You can find the slides of some OvO presentations we did in the documentation folder.
$ ./ovo.sh -h
OvO an OpenMP test generator.
Usage:
ovo.sh gen
ovo.sh gen tiers [1|2|3]
ovo.sh gen hierarchical_parallelism [--test_type [atomic|reduction|memcopy|ordered]...]
[--data_type [float|'complex<float>'|
double|'complex<double>'|
REAL|COMPLEX|
'DOUBLE PRECISION'|'DOUBLE COMPLEX']... ]

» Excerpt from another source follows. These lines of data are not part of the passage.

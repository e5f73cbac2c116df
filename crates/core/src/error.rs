use std::path::PathBuf;

/// Result alias that carries the custom [`TardisError`] type.
pub type Result<T> = std::result::Result<T, TardisError>;

/// What kind of asset failed to resolve.
#[derive(Debug, Clone, Copy, PartialEq, Eq)]
pub enum AssetKind {
    Animation,
    Audio,
}

impl std::fmt::Display for AssetKind {
    fn fmt(&self, f: &mut std::fmt::Formatter<'_>) -> std::fmt::Result {
        match self {
            AssetKind::Animation => f.write_str("animation"),
            AssetKind::Audio => f.write_str("audio"),
        }
    }
}

/// Common error type for the core crate.
///
/// None of these are fatal to the presentation loop: callers log them and fall
/// back to an idle state.
#[derive(Debug, thiserror::Error)]
pub enum TardisError {
    /// An animation or audio asset does not resolve.
    #[error("{kind} asset not found: {}", path.display())]
    NotFound { kind: AssetKind, path: PathBuf },
    /// A catalog lookup matched nothing.
    #[error("title \"{0}\" not found")]
    SelectionNotFound(String),
    /// The audio backend never reached a playing state.
    #[error("audio backend did not start {} within {waited_ms} ms", path.display())]
    StartTimeout { path: PathBuf, waited_ms: u64 },
    /// An asset exists but could not be decoded.
    #[error("failed to decode {}: {message}", path.display())]
    Decode { path: PathBuf, message: String },
    #[error("{0}")]
    Message(String),
    /// Wrapper around standard IO errors.
    #[error("{0}")]
    Io(#[from] std::io::Error),
    /// Wrapper around configuration and catalog parse errors.
    #[error("{0}")]
    Json(#[from] serde_json::Error),
}

impl TardisError {
    /// Creates a new error that simply wraps the provided message.
    pub fn msg<T: Into<String>>(msg: T) -> Self {
        Self::Message(msg.into())
    }

    pub fn not_found(kind: AssetKind, path: impl Into<PathBuf>) -> Self {
        Self::NotFound {
            kind,
            path: path.into(),
        }
    }

    pub fn decode(path: impl Into<PathBuf>, message: impl std::fmt::Display) -> Self {
        Self::Decode {
            path: path.into(),
            message: message.to_string(),
        }
    }

    pub fn is_not_found(&self) -> bool {
        matches!(self, Self::NotFound { .. })
    }
}

impl From<&str> for TardisError {
    fn from(value: &str) -> Self {
        Self::msg(value)
    }
}

impl From<String> for TardisError {
    fn from(value: String) -> Self {
        Self::Message(value)
    }
}
use std::{
    cell::{Cell, RefCell},
    path::{Path, PathBuf},
    sync::{Arc, Mutex, PoisonError},
    time::Duration,
};

use crate::{AssetStore, AudioConfig, Clock, Result, TardisError};

/// Lifecycle of one track as reported by the audio backend.
#[derive(Debug, Clone, Copy, PartialEq, Eq)]
pub enum BackendState {
    /// Opened but not asked to play yet.
    Idle,
    /// Asked to play, still loading.
    Starting,
    Playing,
    /// Stopped on request or ended naturally.
    Stopped,
}

/// Callback run once when a track reaches its natural end. Backends may call
/// it from their own thread.
pub type EndHook = Box<dyn FnOnce() + Send + 'static>;

/// One opened track, owned exclusively by whoever opened it.
pub trait AudioTrack: Send {
    fn play(&mut self) -> Result<()>;
    fn state(&self) -> BackendState;
    /// Length in milliseconds; 0 until the track is actually playing.
    fn duration_ms(&self) -> u64;
    fn elapsed_ms(&self) -> u64;
    fn stop(&mut self);
    fn set_volume(&mut self, percent: u8);
    fn on_ended(&mut self, hook: EndHook);
}

/// Opens playable tracks. Decoding and output are the backend's business.
pub trait AudioBackend {
    fn open(&mut self, path: &Path) -> Result<Box<dyn AudioTrack>>;
}

/// Plays catalog tracks one at a time through an [`AudioBackend`].
///
/// A new track is opened for every play; the previous one is always stopped
/// and released first.
pub struct AudioPlayer {
    backend: Box<dyn AudioBackend>,
    assets: AssetStore,
    volume: u8,
    max_volume: u8,
    start_polls: u64,
    poll_interval: Duration,
    track: Option<Box<dyn AudioTrack>>,
}

impl AudioPlayer {
    pub fn new(backend: Box<dyn AudioBackend>, assets: AssetStore, config: &AudioConfig) -> Self {
        let max_volume = config.max_volume.max(1);
        let poll_ms = config.poll_interval_ms.max(1);
        Self {
            backend,
            assets,
            volume: config.initial_volume.min(max_volume),
            max_volume,
            start_polls: (config.start_timeout_ms / poll_ms).max(1),
            poll_interval: Duration::from_millis(config.poll_interval_ms),
            track: None,
        }
    }

    pub fn is_playing(&self) -> bool {
        self.track
            .as_ref()
            .map(|track| track.state() == BackendState::Playing)
            .unwrap_or(false)
    }

    /// Duration of the current track in milliseconds.
    pub fn duration_ms(&self) -> u64 {
        self.track.as_ref().map(|track| track.duration_ms()).unwrap_or(0)
    }

    /// How long the current track has played, in milliseconds.
    pub fn elapsed_ms(&self) -> u64 {
        self.track.as_ref().map(|track| track.elapsed_ms()).unwrap_or(0)
    }

    pub fn volume(&self) -> u8 {
        self.volume
    }

    /// Clamps and caches the volume, so it also applies to the next track.
    pub fn set_volume(&mut self, level: i32) {
        self.volume = level.clamp(0, i32::from(self.max_volume)) as u8;
        let percent = self.backend_percent();
        if let Some(track) = self.track.as_mut() {
            track.set_volume(percent);
        }
    }

    fn backend_percent(&self) -> u8 {
        ((100.0 * f64::from(self.volume) / f64::from(self.max_volume)).round()) as u8
    }

    /// Starts `track_number` and waits until the backend reports it playing.
    ///
    /// Returns the track duration, or 0 when no audio file exists for the
    /// number. Fails with `StartTimeout` if the backend never starts.
    pub fn play(&mut self, track_number: u32, on_ended: Option<EndHook>) -> Result<u64> {
        self.stop();

        let path = match self.assets.audio_track(track_number) {
            Ok(path) => path,
            Err(err) if err.is_not_found() => {
                tracing::warn!(track = track_number, %err, "audio track not found");
                return Ok(0);
            }
            Err(err) => return Err(err),
        };

        let mut track = match self.backend.open(&path) {
            Ok(track) => track,
            Err(err) if err.is_not_found() => {
                tracing::warn!(path = %path.display(), %err, "audio backend could not open track");
                return Ok(0);
            }
            Err(err) => return Err(err),
        };
        track.set_volume(self.backend_percent());
        if let Some(hook) = on_ended {
            track.on_ended(hook);
        }
        track.play()?;

        // the duration is only known once the backend is actually playing
        let mut polls = 0;
        while matches!(track.state(), BackendState::Idle | BackendState::Starting) {
            if polls >= self.start_polls {
                track.stop();
                return Err(TardisError::StartTimeout {
                    path,
                    waited_ms: polls * self.poll_interval.as_millis() as u64,
                });
            }
            std::thread::sleep(self.poll_interval);
            polls += 1;
        }

        let duration = track.duration_ms();
        tracing::debug!(path = %path.display(), duration_ms = duration, polls, "audio started");
        self.track = Some(track);
        Ok(duration)
    }

    /// Silence. Safe to call at any time.
    pub fn stop(&mut self) {
        let Some(mut track) = self.track.take() else {
            return;
        };
        track.stop();

        let mut polls = 0;
        while track.state() == BackendState::Playing && polls < self.start_polls {
            std::thread::sleep(self.poll_interval);
            polls += 1;
        }
    }
}

impl std::fmt::Debug for AudioPlayer {
    fn fmt(&self, f: &mut std::fmt::Formatter<'_>) -> std::fmt::Result {
        f.debug_struct("AudioPlayer")
            .field("assets", &self.assets)
            .field("volume", &self.volume)
            .field("max_volume", &self.max_volume)
            .field("has_track", &self.track.is_some())
            .finish()
    }
}

/// Clock-driven stand-in for a real audio device.
///
/// Tracks "play" for a fixed length of time measured on the injected clock.
/// The end hook fires from whichever call first observes the end.
#[derive(Clone)]
pub struct SimulatedAudio {
    clock: Arc<dyn Clock>,
    length_ms: u64,
    reported_ms: Option<u64>,
    start_after_polls: u32,
    never_starts: bool,
    opened: Arc<Mutex<Vec<PathBuf>>>,
}

impl SimulatedAudio {
    pub fn new(clock: Arc<dyn Clock>, length_ms: u64) -> Self {
        Self {
            clock,
            length_ms,
            reported_ms: None,
            start_after_polls: 0,
            never_starts: false,
            opened: Arc::new(Mutex::new(Vec::new())),
        }
    }

    /// Duration the backend claims, when it differs from the real length.
    pub fn with_reported_duration(mut self, ms: u64) -> Self {
        self.reported_ms = Some(ms);
        self
    }

    /// Tracks report `Starting` for this many state polls after `play`.
    pub fn with_start_delay(mut self, polls: u32) -> Self {
        self.start_after_polls = polls;
        self
    }

    /// Tracks never leave `Starting`.
    pub fn never_starting(mut self) -> Self {
        self.never_starts = true;
        self
    }

    /// Paths opened so far, oldest first.
    pub fn opened(&self) -> Vec<PathBuf> {
        self.opened
            .lock()
            .unwrap_or_else(PoisonError::into_inner)
            .clone()
    }
}

impl AudioBackend for SimulatedAudio {
    fn open(&mut self, path: &Path) -> Result<Box<dyn AudioTrack>> {
        self.opened
            .lock()
            .unwrap_or_else(PoisonError::into_inner)
            .push(path.to_path_buf());
        Ok(Box::new(SimulatedTrack {
            clock: self.clock.clone(),
            length_ms: self.length_ms,
            reported_ms: self.reported_ms.unwrap_or(self.length_ms),
            pending_polls: Cell::new(self.start_after_polls),
            never_starts: self.never_starts,
            started_at: None,
            stopped: false,
            hook: RefCell::new(None),
        }))
    }
}

struct SimulatedTrack {
    clock: Arc<dyn Clock>,
    length_ms: u64,
    reported_ms: u64,
    pending_polls: Cell<u32>,
    never_starts: bool,
    started_at: Option<u64>,
    stopped: bool,
    hook: RefCell<Option<EndHook>>,
}

impl AudioTrack for SimulatedTrack {
    fn play(&mut self) -> Result<()> {
        self.started_at = Some(self.clock.now_ms());
        Ok(())
    }

    fn state(&self) -> BackendState {
        if self.stopped {
            return BackendState::Stopped;
        }
        let Some(started_at) = self.started_at else {
            return BackendState::Idle;
        };
        if self.never_starts {
            return BackendState::Starting;
        }
        let pending = self.pending_polls.get();
        if pending > 0 {
            self.pending_polls.set(pending - 1);
            return BackendState::Starting;
        }
        if self.clock.now_ms().saturating_sub(started_at) >= self.length_ms {
            if let Some(hook) = self.hook.borrow_mut().take() {
                hook();
            }
            return BackendState::Stopped;
        }
        BackendState::Playing
    }

    fn duration_ms(&self) -> u64 {
        match self.state() {
            BackendState::Playing | BackendState::Stopped if self.started_at.is_some() => self.reported_ms,
            _ => 0,
        }
    }

    fn elapsed_ms(&self) -> u64 {
        self.started_at
            .map(|started_at| self.clock.now_ms().saturating_sub(started_at))
            .unwrap_or(0)
    }

    fn stop(&mut self) {
        self.stopped = true;
        self.hook.borrow_mut().take();
    }

    fn set_volume(&mut self, percent: u8) {
        tracing::trace!(percent, "simulated volume");
    }

    fn on_ended(&mut self, hook: EndHook) {
        *self.hook.borrow_mut() = Some(hook);
    }
}
use std::path::PathBuf;

use crate::{AssetKind, Result, TardisError};

/// Locates animation and audio assets on disk.
///
/// Animations live in the image folder as `<name>.png`. Audio tracks live in
/// the audio folder and are found by a three digit track number prefix, e.g.
/// `007_takeoff.mp3` for track 7.
#[derive(Debug, Clone)]
pub struct AssetStore {
    images: PathBuf,
    audio: PathBuf,
}

impl AssetStore {
    pub fn new(images: impl Into<PathBuf>, audio: impl Into<PathBuf>) -> Self {
        Self {
            images: images.into(),
            audio: audio.into(),
        }
    }

    /// Path of a named animation. Existence is checked by the decoder.
    pub fn animation_path(&self, name: &str) -> PathBuf {
        self.images.join(format!("{name}.png"))
    }

    /// Finds the audio file for `track` by expanding `NNN*.*` in the audio
    /// folder. When several files share the prefix the first in name order
    /// wins.
    pub fn audio_track(&self, track: u32) -> Result<PathBuf> {
        let pattern = self.audio.join(format!("{track:03}*.*"));
        let not_found = || TardisError::not_found(AssetKind::Audio, &pattern);

        let folder = self.audio.to_str().ok_or_else(not_found)?;
        let expression = format!("{}/{track:03}*.*", glob::Pattern::escape(folder));
        let entries = match glob::glob(&expression) {
            Ok(entries) => entries,
            Err(err) => {
                tracing::warn!(%expression, %err, "invalid audio pattern");
                return Err(not_found());
            }
        };

        let mut matches: Vec<PathBuf> = entries
            .filter_map(|entry| entry.ok())
            .filter(|path| path.is_file())
            .collect();
        matches.sort();
        matches.into_iter().next().ok_or_else(not_found)
    }

    /// Checks that the audio folder exists at all.
    pub fn verify(&self) -> Result<()> {
        if self.audio.is_dir() {
            Ok(())
        } else {
            Err(TardisError::not_found(AssetKind::Audio, &self.audio))
        }
    }
}

#[cfg(test)]
mod tests {
    use super::*;

    fn store_with(files: &[&str]) -> (tempfile::TempDir, AssetStore) {
        let dir = tempfile::tempdir().unwrap();
        for file in files {
            std::fs::write(dir.path().join(file), b"").unwrap();
        }
        let store = AssetStore::new(dir.path().join("images"), dir.path());
        (dir, store)
    }

    #[test]
    fn finds_tracks_by_number_prefix() {
        let (dir, store) = store_with(&["002_theme.mp3", "017_tardis.wav", "020_bell.mp3"]);

        assert_eq!(store.audio_track(2).unwrap(), dir.path().join("002_theme.mp3"));
        assert_eq!(store.audio_track(17).unwrap(), dir.path().join("017_tardis.wav"));
        assert!(store.verify().is_ok());
    }

    #[test]
    fn errors_on_missing_tracks() {
        let (_dir, store) = store_with(&["002_theme.mp3", "0031_noext"]);

        let err = store.audio_track(3).unwrap_err();
        assert!(err.is_not_found());
        assert!(format!("{err}").contains("003*.*"));
    }

    #[test]
    fn first_match_in_name_order_wins() {
        let (dir, store) = store_with(&["005_b.ogg", "005_a.mp3", "0050.wav"]);
        std::fs::create_dir(dir.path().join("005_dir.d")).unwrap();

        assert_eq!(store.audio_track(5).unwrap(), dir.path().join("0050.wav"));
        std::fs::remove_file(dir.path().join("0050.wav")).unwrap();
        assert_eq!(store.audio_track(5).unwrap(), dir.path().join("005_a.mp3"));
    }

    #[test]
    fn folder_names_are_not_treated_as_patterns() {
        let dir = tempfile::tempdir().unwrap();
        let audio = dir.path().join("[audio]");
        std::fs::create_dir(&audio).unwrap();
        std::fs::write(audio.join("001_intro.mp3"), b"").unwrap();

        let store = AssetStore::new(dir.path(), &audio);
        assert_eq!(store.audio_track(1).unwrap(), audio.join("001_intro.mp3"));
    }

    #[test]
    fn missing_audio_folder_is_not_found() {
        let store = AssetStore::new("images", "/definitely/not/here");
        assert!(store.verify().unwrap_err().is_not_found());
        assert!(store.audio_track(1).unwrap_err().is_not_found());
    }

    #[test]
    fn animation_paths_use_png_extension() {
        let store = AssetStore::new("/assets/images", "/assets/audio");
        assert_eq!(
            store.animation_path("beacon_fast"),
            PathBuf::from("/assets/images/beacon_fast.png")
        );
    }
}
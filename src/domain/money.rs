use thiserror::Error;

/// Money is stored as integer cents, so 15,000.00 is `1_500_000`.
pub type Cents = i64;

#[derive(Debug, Clone, PartialEq, Eq, Error)]
pub enum MoneyError {
    #[error("invalid money format: '{0}'")]
    InvalidFormat(String),

    #[error("at most two decimal places are allowed: '{0}'")]
    TooPrecise(String),

    #[error("amount out of range: '{0}'")]
    Overflow(String),
}

/// Render cents as a plain decimal string, e.g. `150000` -> `"1500.00"`.
pub fn format_cents(cents: Cents) -> String {
    let sign = if cents < 0 { "-" } else { "" };
    let abs = cents.unsigned_abs();
    format!("{}{}.{:02}", sign, abs / 100, abs % 100)
}

/// Parse a decimal amount (`"1500"`, `"1500.5"`, `"1500.50"`) into cents.
pub fn parse_cents(input: &str) -> Result<Cents, MoneyError> {
    let raw = input.trim();
    let (negative, digits) = match raw.strip_prefix('-') {
        Some(rest) => (true, rest),
        None => (false, raw),
    };

    let (units, fraction) = digits.split_once('.').unwrap_or((digits, ""));
    if units.is_empty() && fraction.is_empty() {
        return Err(MoneyError::InvalidFormat(input.to_string()));
    }
    if !units.chars().all(|c| c.is_ascii_digit()) || !fraction.chars().all(|c| c.is_ascii_digit())
    {
        return Err(MoneyError::InvalidFormat(input.to_string()));
    }
    if fraction.len() > 2 {
        return Err(MoneyError::TooPrecise(input.to_string()));
    }

    let whole: i64 = if units.is_empty() {
        0
    } else {
        units
            .parse()
            .map_err(|_| MoneyError::Overflow(input.to_string()))?
    };
    let frac: i64 = match fraction.len() {
        0 => 0,
        1 => fraction.parse::<i64>().unwrap_or(0) * 10,
        _ => fraction.parse::<i64>().unwrap_or(0),
    };

    let cents = whole
        .checked_mul(100)
        .and_then(|c| c.checked_add(frac))
        .ok_or_else(|| MoneyError::Overflow(input.to_string()))?;

    Ok(if negative { -cents } else { cents })
}

/// Price of `quantity` units, or `None` on overflow.
pub fn line_total(unit_price: Cents, quantity: i64) -> Option<Cents> {
    unit_price.checked_mul(quantity)
}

[--loop_pragma [True|False] ]
[--paired_pragmas [True|False] ]
[--multi_devices [True|False] ]
[--host_threaded [True|False] ]
[--intermediate_result [True|False] ]
[--no_user_defined_reduction [True|False] ]
[--collapse [N]...]
[--append]
ovo.sh gen mathematical_function [--standard [cpp11|cpp17|cpp20|gnu|f77]... ]
[--complex [True|False] ]
[--long [True|False] ]
[--simdize [N]...]
[--append]
ovo.sh run [<test_folder>...]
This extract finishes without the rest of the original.